Task: Each line that includes the word "LoginForm" should be copied from the records.

Data excerpts:
= = = = =
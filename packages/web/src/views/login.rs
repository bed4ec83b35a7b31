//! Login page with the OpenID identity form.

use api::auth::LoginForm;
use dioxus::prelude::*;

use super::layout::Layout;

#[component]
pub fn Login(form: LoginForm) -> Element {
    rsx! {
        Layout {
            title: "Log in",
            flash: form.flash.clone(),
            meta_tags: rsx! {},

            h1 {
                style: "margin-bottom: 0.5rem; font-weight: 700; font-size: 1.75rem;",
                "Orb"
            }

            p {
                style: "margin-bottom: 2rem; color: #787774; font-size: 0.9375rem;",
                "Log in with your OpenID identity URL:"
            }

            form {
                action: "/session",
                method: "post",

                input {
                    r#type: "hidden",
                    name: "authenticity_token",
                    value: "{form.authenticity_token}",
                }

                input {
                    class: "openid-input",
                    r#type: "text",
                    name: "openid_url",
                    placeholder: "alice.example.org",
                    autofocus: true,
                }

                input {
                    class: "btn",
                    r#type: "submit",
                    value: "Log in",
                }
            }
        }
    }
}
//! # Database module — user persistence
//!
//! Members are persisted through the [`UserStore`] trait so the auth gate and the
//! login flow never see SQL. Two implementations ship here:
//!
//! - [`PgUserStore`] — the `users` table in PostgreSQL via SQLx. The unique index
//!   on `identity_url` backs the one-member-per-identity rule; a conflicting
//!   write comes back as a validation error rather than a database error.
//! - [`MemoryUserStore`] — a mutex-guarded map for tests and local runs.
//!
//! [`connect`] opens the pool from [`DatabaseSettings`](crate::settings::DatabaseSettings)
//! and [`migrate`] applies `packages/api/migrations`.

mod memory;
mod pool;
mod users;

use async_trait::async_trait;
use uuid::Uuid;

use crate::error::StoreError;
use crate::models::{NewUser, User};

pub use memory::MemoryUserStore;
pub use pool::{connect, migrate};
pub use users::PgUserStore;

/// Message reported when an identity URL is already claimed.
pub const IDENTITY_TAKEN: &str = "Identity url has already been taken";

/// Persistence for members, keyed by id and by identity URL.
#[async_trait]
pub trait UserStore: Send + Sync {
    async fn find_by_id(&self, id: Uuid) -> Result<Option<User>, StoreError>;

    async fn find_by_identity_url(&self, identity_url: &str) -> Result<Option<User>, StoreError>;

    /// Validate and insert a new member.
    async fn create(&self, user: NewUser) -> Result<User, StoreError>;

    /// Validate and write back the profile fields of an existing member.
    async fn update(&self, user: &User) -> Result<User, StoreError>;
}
= = = = =
Solution to the problem:
use api::auth::LoginForm;
pub fn Login(form: LoginForm) -> Element {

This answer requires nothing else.